Work to be completed
Repeat, please, only the lines from the top of the data down to the line with "if let Some(value)"; include both of those lines.

Stored records

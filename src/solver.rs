/*
* Copyright (C) 2026  The bitdoku authors
* This file is part of bitdoku.
*
* bitdoku is free software: you can redistribute it and/or modify
* it under the terms of the GNU Affero General Public License as published
* by the Free Software Foundation, either version 3 of the License, or
* (at your option) any later version.
*
* bitdoku is distributed in the hope that it will be useful,
* but WITHOUT ANY WARRANTY; without even the implied warranty of
* MERCHANTABILITY or FITNESS FOR A PARTICULAR PURPOSE.  See the
* GNU Affero General Public License for more details.
*
* You should have received a copy of the GNU Affero General Public License
* along with bitdoku.  If not, see <https://www.gnu.org/licenses/>.
*/

//! Backtracking search: capped solution counting, unique-solution
//! reconstruction, and randomized grid filling.
//!
//! All three searches share the same skeleton: an explicit worklist of
//! grid clones (no native recursion, so stack depth stays flat), naked
//! single propagation before branching, and minimum-remaining-candidates
//! branch selection with one clone per candidate value. A branch that
//! reaches a contradiction is simply dropped; nothing outside the loop
//! ever sees those errors.

use rand::Rng;
use rand::seq::SliceRandom;

use crate::error::SudokuError;
use crate::grid::{self, Grid};

/// Result of [`solve_brute_force`].
#[derive(Debug, Clone, PartialEq, Eq)]
pub struct BruteForceResult {
    /// True when the grid has exactly one solution.
    pub solved: bool,
    /// Number of solutions found, capped at 2.
    pub solution_count: usize,
    /// The solved grid as an 81-character string, when unique.
    pub solution: Option<String>,
}

/// Fills every cell with exactly one candidate, repeatedly, until no such
/// cell remains. Fails on the contradiction that empties a mask or
/// collides a placement; callers treat that as a dead branch.
fn propagate_singles(grid: &mut Grid) -> Result<(), SudokuError> {
    loop {
        let mut progressed = false;
        for i in 0..81 {
            if grid.value(i) != 0 {
                continue;
            }
            let mask = grid.candidates(i);
            if mask == 0 {
                return Err(SudokuError::NoCandidatesRemaining(i));
            }
            if let Some(value) = grid::single_candidate(mask) {
                grid.set_cell(i, value, false)?;
                progressed = true;
            }
        }
        if !progressed {
            return Ok(());
        }
    }
}

/// Counts solutions up to `max_count`.
///
/// The count is anytime and capped: recursion is pruned globally once the
/// counter reaches the cap, so remaining branches are skipped rather than
/// explored. The result is deterministic across repeated calls on an
/// unmodified grid.
pub fn count_solutions(grid: &Grid, max_count: usize) -> usize {
    if max_count == 0 {
        return 0;
    }
    let mut worklist = vec![*grid];
    let mut count = 0;

    while let Some(mut current) = worklist.pop() {
        if propagate_singles(&mut current).is_err() {
            continue;
        }
        let Some(cell) = current.find_min_candidates_cell() else {
            count += 1;
            if count >= max_count {
                break;
            }
            continue;
        };
        for value in grid::candidate_list(current.candidates(cell)) {
            let mut branch = current;
            if branch.set_cell(cell, value, false).is_ok() {
                worklist.push(branch);
            }
        }
    }
    log::trace!("count_solutions: {count} (cap {max_count})");
    count
}

/// True when the grid has exactly one solution. A cap of 2 is sufficient
/// and much cheaper than counting the true total.
pub fn has_unique_solution(grid: &Grid) -> bool {
    count_solutions(grid, 2) == 1
}

/// Counts solutions (capped at 2) and reconstructs the solution when
/// there is exactly one.
///
/// Fails with `Solve` if the grid does not pass its validity gate, or —
/// defensively — if the claimed-unique solution cannot be reconstructed.
pub fn solve_brute_force(grid: &Grid) -> Result<BruteForceResult, SudokuError> {
    if !grid.is_valid() {
        return Err(SudokuError::Solve(
            "grid fails its validity preconditions".into(),
        ));
    }

    let solution_count = count_solutions(grid, 2);
    if solution_count != 1 {
        return Ok(BruteForceResult {
            solved: false,
            solution_count,
            solution: None,
        });
    }

    let solved = find_first_solution(grid).ok_or_else(|| {
        SudokuError::Solve("failed to reconstruct the unique solution".into())
    })?;
    Ok(BruteForceResult {
        solved: true,
        solution_count: 1,
        solution: Some(solved.to_string()),
    })
}

/// Finds the first complete assignment, branching in ascending candidate
/// order.
fn find_first_solution(grid: &Grid) -> Option<Grid> {
    let mut worklist = vec![*grid];

    while let Some(mut current) = worklist.pop() {
        if propagate_singles(&mut current).is_err() {
            continue;
        }
        let Some(cell) = current.find_min_candidates_cell() else {
            return Some(current);
        };
        // Push in reverse so the lowest candidate is explored first.
        for value in grid::candidate_list(current.candidates(cell)).into_iter().rev() {
            let mut branch = current;
            if branch.set_cell(cell, value, false).is_ok() {
                worklist.push(branch);
            }
        }
    }
    None
}

/// Fills `grid` in place to a complete assignment, branching on shuffled
/// digit order — the search engine in "fill" mode. Returns false when the
/// grid admits no solution.
pub fn fill_randomized<R: Rng + ?Sized>(grid: &mut Grid, rng: &mut R) -> bool {
    let mut worklist = vec![*grid];

    while let Some(mut current) = worklist.pop() {
        if propagate_singles(&mut current).is_err() {
            continue;
        }
        let Some(cell) = current.find_min_candidates_cell() else {
            *grid = current;
            return true;
        };
        let mut values = grid::candidate_list(current.candidates(cell));
        values.shuffle(rng);
        for value in values {
            let mut branch = current;
            if branch.set_cell(cell, value, false).is_ok() {
                worklist.push(branch);
            }
        }
    }
    false
}
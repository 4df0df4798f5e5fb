/*
* Copyright (C) 2026  The bitdoku authors
* This file is part of bitdoku.
*
* bitdoku is free software: you can redistribute it and/or modify
* it under the terms of the GNU Affero General Public License as published
* by the Free Software Foundation, either version 3 of the License, or
* (at your option) any later version.
*
* bitdoku is distributed in the hope that it will be useful,
* but WITHOUT ANY WARRANTY; without even the implied warranty of
* MERCHANTABILITY or FITNESS FOR A PARTICULAR PURPOSE.  See the
* GNU Affero General Public License for more details.
*
* You should have received a copy of the GNU Affero General Public License
* along with bitdoku.  If not, see <https://www.gnu.org/licenses/>.
*/

//! Puzzle generation: a randomized complete grid, dug down under
//! uniqueness and difficulty-band constraints.
//!
//! Each attempt fills a full grid, then visits the cells in shuffled
//! order, clearing a clue only while the puzzle keeps a unique solution
//! and its logical-solve score stays inside the target band. The attempt
//! is accepted when the dug puzzle grades exactly at the target level.

use rand::SeedableRng;
use rand::rngs::StdRng;
use rand::seq::SliceRandom;

use crate::difficulty;
use crate::error::SudokuError;
use crate::grid::Grid;
use crate::logical_solver::{self, Catalog};
use crate::solver;
use crate::types::{DifficultyLevel, Puzzle};

/// Budgets for the generation loop.
#[derive(Debug, Clone, Copy)]
pub struct GeneratorConfig {
    /// Clue removals accepted in a single dig pass.
    pub max_removals: usize,
    /// Fill-and-dig attempts before giving up.
    pub max_attempts: usize,
}

impl Default for GeneratorConfig {
    fn default() -> Self {
        GeneratorConfig {
            max_removals: 64,
            max_attempts: 200,
        }
    }
}

/// A seedable puzzle generator. The same seed and target always produce
/// the same puzzle.
pub struct Generator {
    rng: StdRng,
    config: GeneratorConfig,
}

impl Generator {
    pub fn new(seed: Option<u64>) -> Self {
        Generator::with_config(seed, GeneratorConfig::default())
    }

    pub fn with_config(seed: Option<u64>, config: GeneratorConfig) -> Self {
        let rng = match seed {
            Some(s) => StdRng::seed_from_u64(s),
            None => rand::make_rng(),
        };
        Generator { rng, config }
    }

    /// Generates a puzzle grading exactly at `target`.
    ///
    /// Targeting `DifficultyLevel::Incomplete` asks for a puzzle that
    /// pure logic cannot finish (one that forces backtracking). Fails
    /// with `GenerationExhausted` when the attempt budget runs out.
    pub fn generate(&mut self, target: DifficultyLevel) -> Result<Puzzle, SudokuError> {
        for attempt in 1..=self.config.max_attempts {
            let solution = self.full_solution()?;
            let puzzle = self.dig(&solution, target)?;

            let result = logical_solver::solve_logically_with(&puzzle, Catalog::Extended)?;
            let grading = difficulty::grade(&result);
            log::debug!(
                "attempt {attempt}: {} clues, score {}, level {}",
                puzzle.clue_count(),
                grading.score,
                grading.level
            );

            if grading.level == target {
                return Ok(Puzzle {
                    grid: puzzle.to_string(),
                    solution: solution.to_string(),
                    difficulty: grading.level,
                    score: grading.score,
                    clues: puzzle.clue_count(),
                    techniques: grading.techniques(),
                });
            }
        }
        Err(SudokuError::GenerationExhausted)
    }

    /// A complete, randomly filled grid.
    fn full_solution(&mut self) -> Result<Grid, SudokuError> {
        let mut grid = Grid::empty();
        if !solver::fill_randomized(&mut grid, &mut self.rng) {
            // An empty grid always admits a solution.
            return Err(SudokuError::Solve("failed to fill an empty grid".into()));
        }
        Ok(grid)
    }

    /// Removes clues from a copy of `solution` in shuffled order.
    ///
    /// A removal survives only if the puzzle keeps a unique solution and,
    /// when the target band is bounded above, the puzzle stays logically
    /// solvable with a score below that bound. Digging monotonically
    /// raises difficulty, so scores below the band are left to later
    /// removals.
    fn dig(&mut self, solution: &Grid, target: DifficultyLevel) -> Result<Grid, SudokuError> {
        let band_ceiling = target.band_ceiling();
        let mut puzzle = *solution;
        let mut indices: Vec<usize> = (0..81).collect();
        indices.shuffle(&mut self.rng);

        let mut removed = 0;
        for &index in &indices {
            if removed >= self.config.max_removals {
                break;
            }
            let value = puzzle.value(index);
            if value == 0 {
                continue;
            }

            puzzle.set_cell(index, 0, false)?;
            if !solver::has_unique_solution(&puzzle) {
                puzzle.set_cell(index, value, false)?;
                continue;
            }
            if let Some(ceiling) = band_ceiling {
                let result = logical_solver::solve_logically_with(&puzzle, Catalog::Extended)?;
                if !result.solved || difficulty::score(&result.moves) >= ceiling {
                    puzzle.set_cell(index, value, false)?;
                    continue;
                }
            }
            removed += 1;
        }
        log::trace!("dig removed {removed} clues");

        // Re-parse so the surviving values are marked as givens.
        puzzle.to_string().parse()
    }
}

Solved exercise
filename src/solver.rs
/*
* Copyright (C) 2026  The bitdoku authors
* This file is part of bitdoku.
*
* bitdoku is free software: you can redistribute it and/or modify
* it under the terms of the GNU Affero General Public License as published
* by the Free Software Foundation, either version 3 of the License, or
* (at your option) any later version.
*
* bitdoku is distributed in the hope that it will be useful,
* but WITHOUT ANY WARRANTY; without even the implied warranty of
* MERCHANTABILITY or FITNESS FOR A PARTICULAR PURPOSE.  See the
* GNU Affero General Public License for more details.
*
* You should have received a copy of the GNU Affero General Public License
* along with bitdoku.  If not, see <https://www.gnu.org/licenses/>.
*/

//! Backtracking search: capped solution counting, unique-solution
//! reconstruction, and randomized grid filling.
//!
//! All three searches share the same skeleton: an explicit worklist of
//! grid clones (no native recursion, so stack depth stays flat), naked
//! single propagation before branching, and minimum-remaining-candidates
//! branch selection with one clone per candidate value. A branch that
//! reaches a contradiction is simply dropped; nothing outside the loop
//! ever sees those errors.

use rand::Rng;
use rand::seq::SliceRandom;

use crate::error::SudokuError;
use crate::grid::{self, Grid};

/// Result of [`solve_brute_force`].
#[derive(Debug, Clone, PartialEq, Eq)]
pub struct BruteForceResult {
    /// True when the grid has exactly one solution.
    pub solved: bool,
    /// Number of solutions found, capped at 2.
    pub solution_count: usize,
    /// The solved grid as an 81-character string, when unique.
    pub solution: Option<String>,
}

/// Fills every cell with exactly one candidate, repeatedly, until no such
/// cell remains. Fails on the contradiction that empties a mask or
/// collides a placement; callers treat that as a dead branch.
fn propagate_singles(grid: &mut Grid) -> Result<(), SudokuError> {
    loop {
        let mut progressed = false;
        for i in 0..81 {
            if grid.value(i) != 0 {
                continue;
            }
            let mask = grid.candidates(i);
            if mask == 0 {
                return Err(SudokuError::NoCandidatesRemaining(i));
            }
            if let Some(value) = grid::single_candidate(mask) {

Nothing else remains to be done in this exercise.